[Start of section]
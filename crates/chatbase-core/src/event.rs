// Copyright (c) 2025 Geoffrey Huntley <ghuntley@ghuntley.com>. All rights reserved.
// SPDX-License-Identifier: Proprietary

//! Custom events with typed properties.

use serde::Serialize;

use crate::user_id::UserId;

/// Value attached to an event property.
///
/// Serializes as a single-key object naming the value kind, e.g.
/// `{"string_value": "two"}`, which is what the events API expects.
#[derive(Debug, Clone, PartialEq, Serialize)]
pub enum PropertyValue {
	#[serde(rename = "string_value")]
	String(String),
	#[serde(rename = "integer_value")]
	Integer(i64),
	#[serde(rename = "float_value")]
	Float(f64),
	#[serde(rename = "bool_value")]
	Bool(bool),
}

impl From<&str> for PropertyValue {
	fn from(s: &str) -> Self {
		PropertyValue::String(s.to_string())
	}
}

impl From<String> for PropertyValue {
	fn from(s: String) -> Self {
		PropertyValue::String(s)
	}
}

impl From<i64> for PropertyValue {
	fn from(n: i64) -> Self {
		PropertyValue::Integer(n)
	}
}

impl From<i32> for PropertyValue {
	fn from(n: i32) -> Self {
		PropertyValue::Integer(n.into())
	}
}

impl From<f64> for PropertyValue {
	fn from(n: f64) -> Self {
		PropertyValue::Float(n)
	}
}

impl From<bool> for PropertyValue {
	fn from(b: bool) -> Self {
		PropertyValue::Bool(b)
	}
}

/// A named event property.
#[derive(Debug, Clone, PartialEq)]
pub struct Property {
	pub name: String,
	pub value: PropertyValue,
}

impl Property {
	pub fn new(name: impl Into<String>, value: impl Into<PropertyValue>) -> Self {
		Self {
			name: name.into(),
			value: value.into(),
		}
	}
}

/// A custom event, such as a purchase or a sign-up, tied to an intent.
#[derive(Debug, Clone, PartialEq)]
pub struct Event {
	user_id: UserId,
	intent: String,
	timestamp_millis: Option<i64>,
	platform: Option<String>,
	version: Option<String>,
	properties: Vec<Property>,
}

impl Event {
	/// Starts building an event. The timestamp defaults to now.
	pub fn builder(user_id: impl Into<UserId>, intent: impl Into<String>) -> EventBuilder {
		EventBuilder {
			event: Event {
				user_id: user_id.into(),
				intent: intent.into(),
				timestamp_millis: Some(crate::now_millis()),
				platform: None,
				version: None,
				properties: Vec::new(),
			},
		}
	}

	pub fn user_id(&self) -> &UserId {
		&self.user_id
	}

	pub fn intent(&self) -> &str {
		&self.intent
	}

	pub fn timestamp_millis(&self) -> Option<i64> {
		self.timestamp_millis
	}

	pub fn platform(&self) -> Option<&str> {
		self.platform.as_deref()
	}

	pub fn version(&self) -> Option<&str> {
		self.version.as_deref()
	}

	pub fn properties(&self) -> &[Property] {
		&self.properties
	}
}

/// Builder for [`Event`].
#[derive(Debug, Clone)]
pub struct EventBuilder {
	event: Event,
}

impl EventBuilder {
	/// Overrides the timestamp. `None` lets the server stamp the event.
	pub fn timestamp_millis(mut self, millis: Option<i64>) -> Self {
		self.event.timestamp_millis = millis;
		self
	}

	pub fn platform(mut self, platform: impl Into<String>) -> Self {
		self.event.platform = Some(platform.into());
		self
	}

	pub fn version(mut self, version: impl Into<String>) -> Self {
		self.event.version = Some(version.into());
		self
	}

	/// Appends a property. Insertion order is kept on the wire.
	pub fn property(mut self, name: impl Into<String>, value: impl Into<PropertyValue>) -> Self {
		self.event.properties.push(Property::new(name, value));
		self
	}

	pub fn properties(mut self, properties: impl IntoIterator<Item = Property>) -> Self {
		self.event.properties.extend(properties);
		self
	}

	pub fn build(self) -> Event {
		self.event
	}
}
[End of section]
**Task item**. Please write out each line of the listing above exactly.

**Answer space**.
filename crates/chatbase-core/src/event.rs
// Copyright (c) 2025 Geoffrey Huntley <ghuntley@ghuntley.com>. All rights reserved.
// SPDX-License-Identifier: Proprietary

//! Custom events with typed properties.

use serde::Serialize;

use crate::user_id::UserId;

/// Value attached to an event property.
///
/// Serializes as a single-key object naming the value kind, e.g.
/// `{"string_value": "two"}`, which is what the events API expects.
#[derive(Debug, Clone, PartialEq, Serialize)]
pub enum PropertyValue {
	#[serde(rename = "string_value")]
	String(String),
	#[serde(rename = "integer_value")]
	Integer(i64),
	#[serde(rename = "float_value")]
	Float(f64),
	#[serde(rename = "bool_value")]
	Bool(bool),
}

impl From<&str> for PropertyValue {
	fn from(s: &str) -> Self {
		PropertyValue::String(s.to_string())
	}
}

impl From<String> for PropertyValue {
	fn from(s: String) -> Self {
		PropertyValue::String(s)
	}
}

impl From<i64> for PropertyValue {
	fn from(n: i64) -> Self {
		PropertyValue::Integer(n)
	}
}

impl From<i32> for PropertyValue {
	fn from(n: i32) -> Self {
		PropertyValue::Integer(n.into())
	}
}

impl From<f64> for PropertyValue {
	fn from(n: f64) -> Self {
		PropertyValue::Float(n)
	}
}

impl From<bool> for PropertyValue {
	fn from(b: bool) -> Self {
		PropertyValue::Bool(b)
	}
}

/// A named event property.
#[derive(Debug, Clone, PartialEq)]
pub struct Property {
	pub name: String,
	pub value: PropertyValue,
}

impl Property {
	pub fn new(name: impl Into<String>, value: impl Into<PropertyValue>) -> Self {
		Self {
			name: name.into(),
			value: value.into(),
		}
	}
}

/// A custom event, such as a purchase or a sign-up, tied to an intent.
#[derive(Debug, Clone, PartialEq)]
pub struct Event {
	user_id: UserId,
	intent: String,
	timestamp_millis: Option<i64>,
	platform: Option<String>,
	version: Option<String>,
	properties: Vec<Property>,
}

impl Event {
	/// Starts building an event. The timestamp defaults to now.
	pub fn builder(user_id: impl Into<UserId>, intent: impl Into<String>) -> EventBuilder {
		EventBuilder {
			event: Event {
				user_id: user_id.into(),
				intent: intent.into(),
				timestamp_millis: Some(crate::now_millis()),
				platform: None,
				version: None,
				properties: Vec::new(),
			},
		}
	}

	pub fn user_id(&self) -> &UserId {
		&self.user_id
	}

	pub fn intent(&self) -> &str {
		&self.intent
	}

	pub fn timestamp_millis(&self) -> Option<i64> {
		self.timestamp_millis
	}

	pub fn platform(&self) -> Option<&str> {
		self.platform.as_deref()
	}

	pub fn version(&self) -> Option<&str> {
		self.version.as_deref()
	}

	pub fn properties(&self) -> &[Property] {
		&self.properties
	}
}

/// Builder for [`Event`].
#[derive(Debug, Clone)]
pub struct EventBuilder {
	event: Event,
}

impl EventBuilder {
	/// Overrides the timestamp. `None` lets the server stamp the event.
	pub fn timestamp_millis(mut self, millis: Option<i64>) -> Self {
		self.event.timestamp_millis = millis;
		self
	}

	pub fn platform(mut self, platform: impl Into<String>) -> Self {
		self.event.platform = Some(platform.into());
		self
	}

	pub fn version(mut self, version: impl Into<String>) -> Self {
		self.event.version = Some(version.into());
		self
	}

	/// Appends a property. Insertion order is kept on the wire.
	pub fn property(mut self, name: impl Into<String>, value: impl Into<PropertyValue>) -> Self {
		self.event.properties.push(Property::new(name, value));
		self
	}

	pub fn properties(mut self, properties: impl IntoIterator<Item = Property>) -> Self {
		self.event.properties.extend(properties);
		self
	}

	pub fn build(self) -> Event {
		self.event
	}
}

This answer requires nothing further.